Saved entries
%%

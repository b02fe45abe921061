//! End-to-end tests for the `brutus` binary.

use std::path::Path;
use std::process::{Command, Output};

fn command(args: &[&str]) -> Command {
    let mut cmd = Command::new(env!("CARGO_BIN_EXE_brutus"));
    cmd.args(args).env("NO_COLOR", "1").env_remove("BRUT_LOG");
    cmd
}

fn brutus(args: &[&str]) -> Output {
    command(args).output().expect("failed to spawn brutus")
}

fn brutus_in(cwd: &Path, args: &[&str]) -> Output {
    command(args)
        .current_dir(cwd)
        .output()
        .expect("failed to spawn brutus")
}

fn stdout(output: &Output) -> String {
    String::from_utf8_lossy(&output.stdout).into_owned()
}

fn stderr(output: &Output) -> String {
    String::from_utf8_lossy(&output.stderr).into_owned()
}

fn write(dir: &Path, name: &str, contents: &str) {
    std::fs::write(dir.join(name), contents).unwrap();
}

const WRITE_RESULT: &str = r#"
local out = ...
local f = assert(io.open(out, "wb"))
f:write(tostring(RESULT))
f:close()
"#;

#[test]
fn test_version_reports_format() {
    let output = brutus(&["--version"]);
    assert!(output.status.success());
    assert!(stdout(&output).contains("(bundle format 1.0)"));
}

#[test]
fn test_ship_then_run() {
    let app = tempfile::tempdir().unwrap();
    let scratch = tempfile::tempdir().unwrap();
    write(app.path(), "util.lua", "return { answer = function() return 6 * 7 end }");
    write(
        app.path(),
        "main.lua",
        &format!("RESULT = require('util').answer() .. ':' .. tostring(platform.bundle){}", WRITE_RESULT),
    );
    let app_dir = app.path().to_str().unwrap();

    let shipped = brutus(&["ship", "--dir", app_dir]);
    assert!(shipped.status.success(), "{}", stderr(&shipped));
    assert!(app.path().join("brut.dat").is_file());
    assert!(stdout(&shipped).contains("Wrote"));

    // Remove the loose sources so only the container can satisfy the run.
    std::fs::remove_file(app.path().join("main.lua")).unwrap();
    std::fs::remove_file(app.path().join("util.lua")).unwrap();

    let result = scratch.path().join("result.txt");
    let ran = brutus(&["run", "--dir", app_dir, result.to_str().unwrap()]);
    assert!(ran.status.success(), "{}", stderr(&ran));
    assert_eq!(std::fs::read_to_string(&result).unwrap(), "42:true");
}

#[test]
fn test_run_loose_main() {
    let app = tempfile::tempdir().unwrap();
    let scratch = tempfile::tempdir().unwrap();
    write(
        app.path(),
        "main.lua",
        &format!("RESULT = tostring(platform.bundle){}", WRITE_RESULT),
    );

    let result = scratch.path().join("result.txt");
    let ran = brutus(&["run", "--dir", app.path().to_str().unwrap(), result.to_str().unwrap()]);
    assert!(ran.status.success(), "{}", stderr(&ran));
    assert_eq!(std::fs::read_to_string(&result).unwrap(), "false");
}

#[test]
fn test_run_relative_dir() {
    let parent = tempfile::tempdir().unwrap();
    let app = parent.path().join("app");
    std::fs::create_dir(&app).unwrap();
    write(&app, "helper.lua", "return 'loose'");
    write(&app, "main.lua", &format!("RESULT = require('helper'){}", WRITE_RESULT));

    // The result path is relative to the program directory after the chdir.
    let ran = brutus_in(parent.path(), &["run", "--dir", "app", "result.txt"]);
    assert!(ran.status.success(), "{}", stderr(&ran));
    assert_eq!(std::fs::read_to_string(app.join("result.txt")).unwrap(), "loose");

    let shipped = brutus_in(parent.path(), &["ship", "--dir", "app"]);
    assert!(shipped.status.success(), "{}", stderr(&shipped));
    std::fs::remove_file(app.join("main.lua")).unwrap();
    std::fs::remove_file(app.join("result.txt")).unwrap();

    let ran = brutus_in(parent.path(), &["run", "--dir", "app", "result.txt"]);
    assert!(ran.status.success(), "{}", stderr(&ran));
    assert_eq!(std::fs::read_to_string(app.join("result.txt")).unwrap(), "loose");
}

#[test]
fn test_default_command_passes_args() {
    let app = tempfile::tempdir().unwrap();
    let scratch = tempfile::tempdir().unwrap();
    write(
        app.path(),
        "main.lua",
        &format!("RESULT = select('#', ...) .. ':' .. select(2, ...){}", WRITE_RESULT),
    );

    let result = scratch.path().join("result.txt");
    let ran = brutus(&[
        "--dir",
        app.path().to_str().unwrap(),
        "--",
        result.to_str().unwrap(),
        "-x",
    ]);
    assert!(ran.status.success(), "{}", stderr(&ran));
    assert_eq!(std::fs::read_to_string(&result).unwrap(), "2:-x");
}

#[test]
fn test_usage_error_exit_code() {
    let output = brutus(&["--no-such-flag"]);
    assert_eq!(output.status.code(), Some(1));

    let output = brutus(&["--help"]);
    assert!(output.status.success());
}

#[test]
fn test_ship_rejects_syntax_error() {
    let app = tempfile::tempdir().unwrap();
    write(app.path(), "main.lua", "print(");

    let shipped = brutus(&["ship", "--dir", app.path().to_str().unwrap()]);
    assert_eq!(shipped.status.code(), Some(2));
    assert!(stderr(&shipped).contains("main.lua"), "{}", stderr(&shipped));
    assert!(!app.path().join("brut.dat").exists());

    // Without the check the source is packed as-is and fails at run time.
    let shipped = brutus(&["ship", "--dir", app.path().to_str().unwrap(), "--no-check"]);
    assert!(shipped.status.success(), "{}", stderr(&shipped));
    let ran = brutus(&["run", "--dir", app.path().to_str().unwrap()]);
    assert_eq!(ran.status.code(), Some(2));
}

#[test]
fn test_script_error_exit_code() {
    let app = tempfile::tempdir().unwrap();
    write(app.path(), "main.lua", "error('kaboom')");

    let ran = brutus(&["run", "--dir", app.path().to_str().unwrap()]);
    assert_eq!(ran.status.code(), Some(2));
    assert!(stderr(&ran).contains("kaboom"), "{}", stderr(&ran));
}

#[test]
fn test_nothing_to_run_exit_code() {
    let app = tempfile::tempdir().unwrap();
    let ran = brutus(&["run", "--dir", app.path().to_str().unwrap()]);
    assert_eq!(ran.status.code(), Some(1));
    assert!(stderr(&ran).contains("main.lua"), "{}", stderr(&ran));
}

#[test]
fn test_invalid_bundle_exit_code() {
    let app = tempfile::tempdir().unwrap();
    write(app.path(), "brut.dat", "not a bundle");
    write(app.path(), "main.lua", "print('loose')");

    let ran = brutus(&["run", "--dir", app.path().to_str().unwrap()]);
    assert_eq!(ran.status.code(), Some(1));
    assert!(stderr(&ran).contains("malformed header"), "{}", stderr(&ran));
}

#[test]
fn test_verify() {
    let app = tempfile::tempdir().unwrap();
    let bundles = tempfile::tempdir().unwrap();
    write(app.path(), "main.lua", "print('hi')");

    let good = bundles.path().join("good.dat");
    let shipped = brutus(&[
        "ship",
        "--dir",
        app.path().to_str().unwrap(),
        "--output",
        good.to_str().unwrap(),
    ]);
    assert!(shipped.status.success(), "{}", stderr(&shipped));

    let verified = brutus(&["verify", bundles.path().to_str().unwrap()]);
    assert!(verified.status.success(), "{}", stderr(&verified));
    assert!(stdout(&verified).contains("PASS"));
    assert!(stdout(&verified).contains("1/1 ok"));

    write(bundles.path(), "bad.dat", "brut");
    let verified = brutus(&["verify", bundles.path().to_str().unwrap()]);
    assert_eq!(verified.status.code(), Some(1));
    assert!(stdout(&verified).contains("FAIL"));
    assert!(stdout(&verified).contains("1/2 ok"));
}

%%

Problem statement: Which lines in the data hold the string "contents"? Copy each of them.

Solution for this exercise:
fn write(dir: &Path, name: &str, contents: &str) {
    std::fs::write(dir.join(name), contents).unwrap();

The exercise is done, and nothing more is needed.